Coldcuts: So that uh, we will (.) get them out of the way just in case, like- like- If we get the boss, he’ll probably drag all of the adds with him. And, they will all bleh [[makes a face, taps smaller circles]], alright.

Coldcuts: So, like- if we take like- walk over here [[draws a line from group symbols on board to adds on L]] and like get these adds. Like, uh, this one? [[taps smaller circle]]

Coldcuts: Let’s say we pull the one? He’s dead.[[draws X thru smaller circle]]

Coldcuts: And then, (.) we like- if these two [[points to two smaller circles]] came at once, then like I put a skull right here [[gestures to smaller circle]] and then I put uh, an X right here [[gestures to other remaining smaller circle]] to tell Darkresolve to SAP that thing?

Coldcuts: And then like that would be down for like ten seconds or whatever and then this one [[puts X thru smaller circle on R]] would be out cuz we’d kill it.

Coldcuts: Then we’d come around [[draws line on board from group to L smaller circle]] and get that thing and that’d be dead and then we go [[draws line from L area to R area]] A:::LL the way over here, and-

Darkwalker: -and attack the (xxx XX xxx).-

Coldcuts: -and this [just went] bam bam bam bam bam bam [[draws Xs thru smaller circle]]

Coldcuts: Then [we go all the way [[draws loop from R to center big circle]]

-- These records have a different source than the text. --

//! Click / double-click selection state machine with pinned focus.

use std::collections::{BTreeSet, HashSet};
use tracing::debug;

use crate::graph::{NodeKey, VisibleSubgraph};

pub const DEFAULT_DOUBLE_CLICK_MS: u64 = 300;

#[derive(Debug, Clone, PartialEq, Eq)]
pub struct PendingClick {
    pub key: NodeKey,
    pub at_ms: u64,
}

/// What a click did, after any expired pending click was fired.
#[derive(Debug, Clone, PartialEq, Eq)]
pub enum ClickAction {
    Ignored,
    /// Armed a pending single click.
    Armed,
    /// Cancelled a pending click on another node and armed this one.
    Rearmed { cancelled: NodeKey },
    /// Second click inside the window: neighbors toggled, node untouched.
    NeighborsToggled { count: usize },
}

#[derive(Debug, Clone, PartialEq, Eq)]
pub struct ClickOutcome {
    /// Pending click that had already expired and was fired first.
    pub fired: Option<NodeKey>,
    pub action: ClickAction,
}

#[derive(Debug, Clone)]
pub struct SelectionController {
    selected: BTreeSet<NodeKey>,
    pinned: bool,
    hover: Option<NodeKey>,
    pending: Option<PendingClick>,
    window_ms: u64,
    enabled: bool,
}

impl Default for SelectionController {
    fn default() -> Self {
        Self::new(DEFAULT_DOUBLE_CLICK_MS)
    }
}

impl SelectionController {
    pub fn new(window_ms: u64) -> Self {
        Self {
            selected: BTreeSet::new(),
            pinned: false,
            hover: None,
            pending: None,
            window_ms: window_ms.max(1),
            enabled: true,
        }
    }

    pub fn selected(&self) -> &BTreeSet<NodeKey> {
        &self.selected
    }

    pub fn is_selected(&self, key: &NodeKey) -> bool {
        self.selected.contains(key)
    }

    pub fn is_pinned(&self) -> bool {
        self.pinned
    }

    pub fn hover(&self) -> Option<&NodeKey> {
        self.hover.as_ref()
    }

    #[allow(dead_code)]
    pub fn pending(&self) -> Option<&PendingClick> {
        self.pending.as_ref()
    }

    pub fn window_ms(&self) -> u64 {
        self.window_ms
    }

    pub fn is_enabled(&self) -> bool {
        self.enabled
    }

    /// Turn selection mode on or off. Turning it off drops the pending click.
    pub fn set_enabled(&mut self, enabled: bool) {
        self.enabled = enabled;
        if !enabled {
            self.pending = None;
        }
    }

    pub fn click(&mut self, key: &NodeKey, now_ms: u64, subgraph: &VisibleSubgraph) -> ClickOutcome {
        let fired = self.poll(now_ms);

        if !self.enabled || !subgraph.is_connected(key) {
            return ClickOutcome {
                fired,
                action: ClickAction::Ignored,
            };
        }

        let action = match self.pending.take() {
            Some(pending) if pending.key == *key => {
                let neighbors = subgraph.neighbors(key);
                for neighbor in &neighbors {
                    self.toggle(neighbor);
                }
                debug!(node = %key, count = neighbors.len(), "double click toggled neighbors");
                ClickAction::NeighborsToggled {
                    count: neighbors.len(),
                }
            }
            Some(pending) => {
                self.pending = Some(PendingClick {
                    key: key.clone(),
                    at_ms: now_ms,
                });
                ClickAction::Rearmed {
                    cancelled: pending.key,
                }
            }
            None => {
                self.pending = Some(PendingClick {
                    key: key.clone(),
                    at_ms: now_ms,
                });
                ClickAction::Armed
            }
        };

        ClickOutcome { fired, action }
    }

    /// Fire the pending click once its window has elapsed.
    pub fn poll(&mut self, now_ms: u64) -> Option<NodeKey> {
        let expired = self
            .pending
            .as_ref()
            .is_some_and(|p| now_ms.saturating_sub(p.at_ms) >= self.window_ms);
        if !expired {
            return None;
        }
        let pending = self.pending.take()?;
        self.toggle(&pending.key);
        Some(pending.key)
    }

    fn toggle(&mut self, key: &NodeKey) {
        if !self.selected.remove(key) {
            self.selected.insert(key.clone());
        }
        if self.selected.is_empty() {
            self.pinned = false;
        }
    }

    /// Flip the pin. Returns the new state; pinning needs a selection.
    pub fn toggle_pin(&mut self) -> bool {
        self.pinned = !self.pinned && !self.selected.is_empty();
        self.pinned
    }

    pub fn set_hover(&mut self, key: Option<NodeKey>) {
        self.hover = key;
    }

    pub fn clear(&mut self) {
        self.selected.clear();
        self.pinned = false;
        self.pending = None;
    }

    /// Drop everything that no longer exists in `connected`.
    pub fn prune(&mut self, connected: &HashSet<NodeKey>) -> usize {
        let before = self.selected.len();
        self.selected.retain(|k| connected.contains(k));
        if self.pending.as_ref().is_some_and(|p| !connected.contains(&p.key)) {
            self.pending = None;
        }
        if self.hover.as_ref().is_some_and(|h| !connected.contains(h)) {
            self.hover = None;
        }
        if self.selected.is_empty() {
            self.pinned = false;
        }
        before - self.selected.len()
    }

    /// Hovered node, when it is also selected.
    pub fn focused_hover(&self) -> Option<&NodeKey> {
        self.hover.as_ref().filter(|h| self.selected.contains(*h))
    }

    /// Whether `key` stays bright while pinned: it is selected, or adjacent
    /// to a hovered selected node.
    pub fn in_focus(&self, key: &NodeKey, subgraph: &VisibleSubgraph) -> bool {
        self.selected.contains(key)
            || self
                .focused_hover()
                .is_some_and(|hover| subgraph.is_adjacent(hover, key))
    }

    /// Edges stay bright between two selected nodes, or when they touch a
    /// hovered selected node.
    pub fn edge_in_focus(&self, from: &NodeKey, to: &NodeKey) -> bool {
        (self.selected.contains(from) && self.selected.contains(to))
            || self.focused_hover().is_some_and(|hover| hover == from || hover == to)
    }

    pub fn dispose(&mut self) {
        self.pending = None;
        self.hover = None;
    }
}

Constance: [Nice. Why- Why not go- why not walk straight in front of the boss?

Coldcuts: Cuz he'd come and get us.

Coldcuts: This [[draws line straight in front of boss]] is a NO NO [[draws X thru line]]

Coldcuts: Then we come right here [[draws arrow from bottom R corner to boss in top L corner]] after we get ALL of those [[gestures to small Xed our circles]], then we come right here [[gestures to big circle]] and then we just ATTACK him.[draws X to big circle]

(group rumble)

Constance: Okay, what- what if we all- why not ha::ve each person pick one of the adds to take down themselves?=

Coldcuts: =because not everyone can HANDLE an add.

Steamroller: °I can°.

Coldcuts: That’s why we have uh- tanks to take those for them while they help the tank to stay alive?

Constance: Right.

Darkwalker: Exactly, I can.

((group rumble))

Constance: So, raise your hand if you’re a mage.

Coldcuts: A mah-jay.

Steamroller: A mah-jay? A mah-jay. Can I be (matrashey the mage?)

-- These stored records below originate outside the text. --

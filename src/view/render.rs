//! Visual encoding of a resolved, laid-out view.

use clap::ValueEnum;
use glam::Vec2;
use serde::{Deserialize, Serialize};

use super::selection::SelectionController;
use crate::graph::{NodeKey, VisibleSubgraph};
use crate::layout::{LayoutMode, Positions, seed::seed_2d, seed::str_hash};

/// Maximum lightness shift applied per node type, as a fraction.
const COLOR_JITTER: f32 = 0.08;

#[derive(Debug, Clone, Copy, PartialEq, Eq, Default, ValueEnum, Serialize, Deserialize)]
#[serde(rename_all = "kebab-case")]
pub enum Palette {
    #[default]
    Vivid,
    OkabeIto,
    Tableau,
    Pastel,
}

impl Palette {
    pub fn colors(&self) -> &'static [[u8; 3]] {
        match self {
            Palette::Vivid => &[
                [0xe6, 0x19, 0x4b],
                [0x3c, 0xb4, 0x4b],
                [0x43, 0x63, 0xd8],
                [0xf5, 0x82, 0x31],
                [0x91, 0x1e, 0xb4],
                [0x42, 0xd4, 0xf4],
                [0xf0, 0x32, 0xe6],
                [0xbf, 0xef, 0x45],
                [0xff, 0xe1, 0x19],
                [0x46, 0x99, 0x90],
            ],
            Palette::OkabeIto => &[
                [0xe6, 0x9f, 0x00],
                [0x56, 0xb4, 0xe9],
                [0x00, 0x9e, 0x73],
                [0xf0, 0xe4, 0x42],
                [0x00, 0x72, 0xb2],
                [0xd5, 0x5e, 0x00],
                [0xcc, 0x79, 0xa7],
                [0x99, 0x99, 0x99],
            ],
            Palette::Tableau => &[
                [0x4e, 0x79, 0xa7],
                [0xf2, 0x8e, 0x2b],
                [0xe1, 0x57, 0x59],
                [0x76, 0xb7, 0xb2],
                [0x59, 0xa1, 0x4f],
                [0xed, 0xc9, 0x48],
                [0xb0, 0x7a, 0xa1],
                [0xff, 0x9d, 0xa7],
                [0x9c, 0x75, 0x5f],
                [0xba, 0xb0, 0xac],
            ],
            Palette::Pastel => &[
                [0xfb, 0xb4, 0xae],
                [0xb3, 0xcd, 0xe3],
                [0xcc, 0xeb, 0xc5],
                [0xde, 0xcb, 0xe4],
                [0xfe, 0xd9, 0xa6],
                [0xff, 0xff, 0xcc],
                [0xe5, 0xd8, 0xbd],
                [0xfd, 0xda, 0xec],
            ],
        }
    }

    /// Hex color for a node type: hashed palette slot plus a small lightness jitter.
    pub fn color_for(&self, node_type: &str) -> String {
        let colors = self.colors();
        let hash = str_hash(node_type);
        let [r, g, b] = colors[(hash % colors.len() as u64) as usize];

        let jitter = (((hash >> 32) & 0xFFFF) as f32 / 0xFFFF as f32 * 2.0 - 1.0) * COLOR_JITTER;
        let shift = |c: u8| -> u8 {
            let c = c as f32;
            let out = if jitter >= 0.0 {
                c + (255.0 - c) * jitter
            } else {
                c * (1.0 + jitter)
            };
            out.round().clamp(0.0, 255.0) as u8
        };
        format!("#{:02x}{:02x}{:02x}", shift(r), shift(g), shift(b))
    }
}

impl std::fmt::Display for Palette {
    fn fmt(&self, f: &mut std::fmt::Formatter<'_>) -> std::fmt::Result {
        let name = match self {
            Palette::Vivid => "vivid",
            Palette::OkabeIto => "okabe-ito",
            Palette::Tableau => "tableau",
            Palette::Pastel => "pastel",
        };
        write!(f, "{}", name)
    }
}

#[derive(Debug, Clone, PartialEq, Serialize, Deserialize)]
#[serde(default)]
pub struct RenderSettings {
    pub palette: Palette,
    /// Node size control, percent
    pub size_pct: f32,
    pub min_radius: f32,
    pub max_radius: f32,
    /// Base opacity (0.0 - 1.0)
    pub opacity: f32,
    pub labels: bool,
    /// Minimum radius for a label to be drawn
    pub label_threshold: f32,
    /// Labels are hidden once this many nodes are visible
    pub density_ceiling: usize,
    /// Opacity multiplier for nodes outside the pinned focus
    pub dim_factor: f32,
}

impl Default for RenderSettings {
    fn default() -> Self {
        Self {
            palette: Palette::Vivid,
            size_pct: 100.0,
            min_radius: 4.0,
            max_radius: 16.0,
            opacity: 0.9,
            labels: true,
            label_threshold: 8.0,
            density_ceiling: 200,
            dim_factor: 0.15,
        }
    }
}

impl RenderSettings {
    pub fn sanitized(&self) -> Self {
        let fin = |v: f32, lo: f32, hi: f32, d: f32| if v.is_finite() { v.clamp(lo, hi) } else { d };
        let min_radius = fin(self.min_radius, 0.5, 200.0, 4.0);
        Self {
            palette: self.palette,
            size_pct: fin(self.size_pct, 10.0, 400.0, 100.0),
            min_radius,
            max_radius: fin(self.max_radius, min_radius, 400.0, 16.0).max(min_radius),
            opacity: fin(self.opacity, 0.05, 1.0, 0.9),
            labels: self.labels,
            label_threshold: fin(self.label_threshold, 0.0, 400.0, 8.0),
            density_ceiling: self.density_ceiling,
            dim_factor: fin(self.dim_factor, 0.0, 1.0, 0.15),
        }
    }
}

#[derive(Debug, Clone, Serialize)]
pub struct NodeVisual {
    #[serde(flatten)]
    pub key: NodeKey,
    pub label: String,
    pub x: f32,
    pub y: f32,
    pub radius: f32,
    pub color: String,
    pub opacity: f32,
    pub show_label: bool,
    pub selected: bool,
    pub hovered: bool,
}

#[derive(Debug, Clone, Serialize)]
pub struct EdgeVisual {
    pub from: NodeKey,
    pub to: NodeKey,
    pub relation: String,
    pub label: String,
    pub opacity: f32,
}

/// One rendered frame of a view session.
#[derive(Debug, Clone, Serialize)]
pub struct RenderFrame {
    pub session: String,
    pub mode: LayoutMode,
    pub generation: u64,
    pub pinned: bool,
    pub settled: bool,
    pub nodes: Vec<NodeVisual>,
    pub edges: Vec<EdgeVisual>,
}

impl RenderFrame {
    /// Bounding box of node circles as `(min, max)`.
    pub fn bounds(&self) -> Option<(Vec2, Vec2)> {
        let mut nodes = self.nodes.iter();
        let first = nodes.next()?;
        let r = Vec2::splat(first.radius);
        let p = Vec2::new(first.x, first.y);
        let (mut min, mut max) = (p - r, p + r);
        for n in nodes {
            let r = Vec2::splat(n.radius);
            let p = Vec2::new(n.x, n.y);
            min = min.min(p - r);
            max = max.max(p + r);
        }
        Some((min, max))
    }
}

/// Maps resolver, layout and selection state to visuals, and remembers
/// screen positions so the next layout pass can seed from them.
#[derive(Debug, Default)]
pub struct RenderAdapter {
    settings: RenderSettings,
    cache: Positions,
}

impl RenderAdapter {
    pub fn new(settings: RenderSettings) -> Self {
        Self {
            settings: settings.sanitized(),
            cache: Positions::new(),
        }
    }

    pub fn settings(&self) -> &RenderSettings {
        &self.settings
    }

    pub fn set_settings(&mut self, settings: RenderSettings) {
        self.settings = settings.sanitized();
    }

    pub fn cache(&self) -> &Positions {
        &self.cache
    }

    pub fn clear_cache(&mut self) {
        self.cache.clear();
    }

    /// Radius for `degree` given the visible degree range.
    pub fn radius(&self, degree: usize, min_degree: usize, max_degree: usize) -> f32 {
        let t = if max_degree > min_degree {
            (degree.saturating_sub(min_degree)) as f32 / (max_degree - min_degree) as f32
        } else {
            0.5
        };
        let s = &self.settings;
        (s.min_radius + (s.max_radius - s.min_radius) * t.clamp(0.0, 1.0)) * s.size_pct / 100.0
    }

    pub fn show_label(&self, radius: f32, visible_count: usize) -> bool {
        self.settings.labels
            && radius >= self.settings.label_threshold
            && visible_count < self.settings.density_ceiling
    }

    pub fn build_frame(
        &mut self,
        session: &str,
        mode: LayoutMode,
        subgraph: &VisibleSubgraph,
        positions: &Positions,
        selection: &SelectionController,
        settled: bool,
    ) -> RenderFrame {
        let degrees = subgraph.visible_degrees();
        let min_degree = degrees.values().copied().min().unwrap_or(0);
        let max_degree = degrees.values().copied().max().unwrap_or(0);
        let visible_count = subgraph.visible_nodes.len();
        let base = self.settings.opacity;

        let pinned = selection.is_pinned();
        let dimmed = |key: &NodeKey| pinned && !selection.in_focus(key, subgraph);

        let spread = (visible_count.max(1) as f32).sqrt() * self.settings.max_radius * 4.0;
        let nodes: Vec<NodeVisual> = subgraph
            .visible_nodes
            .iter()
            .map(|node| {
                let key = node.key();
                let degree = degrees.get(&key).copied().unwrap_or(0);
                let radius = self.radius(degree, min_degree, max_degree);
                let pos = positions
                    .get(&key)
                    .or_else(|| self.cache.get(&key))
                    .copied()
                    .unwrap_or_else(|| seed_2d(&key, spread));
                let opacity = if dimmed(&key) {
                    base * self.settings.dim_factor
                } else {
                    base
                };
                NodeVisual {
                    label: node.label(),
                    x: pos.x,
                    y: pos.y,
                    radius,
                    color: self.settings.palette.color_for(&node.node_type),
                    opacity,
                    show_label: self.show_label(radius, visible_count),
                    selected: selection.is_selected(&key),
                    hovered: selection.hover() == Some(&key),
                    key,
                }
            })
            .collect();

        let edges: Vec<EdgeVisual> = subgraph
            .visible_edges
            .iter()
            .map(|edge| {
                let opacity = if pinned && !selection.edge_in_focus(&edge.from, &edge.to) {
                    base * self.settings.dim_factor
                } else {
                    base
                };
                EdgeVisual {
                    from: edge.from.clone(),
                    to: edge.to.clone(),
                    relation: edge.relation().to_string(),
                    label: edge.label().to_string(),
                    opacity,
                }
            })
            .collect();

        for n in &nodes {
            self.cache.insert(n.key.clone(), Vec2::new(n.x, n.y));
        }

        RenderFrame {
            session: session.to_string(),
            mode,
            generation: subgraph.generation,
            pinned,
            settled,
            nodes,
            edges,
        }
    }
}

Coldcuts: You’re not a mage=

Constance: =I mean- Guys? What we’re doing right now is called debriefing, right? So what we’re trying to figure out is what worked, what didn’t work, so we can TRY and do this instance again.

Constance: So, MAGE. I’ve never played a mage. Honestly. I’ve only been a healer. So as a MAGE, when you look at this scenario, right? Coldcuts just walked through like the basic fundamental strategy of doing a boss with add-ons. So, when you’re a mage, how do you approach that problem?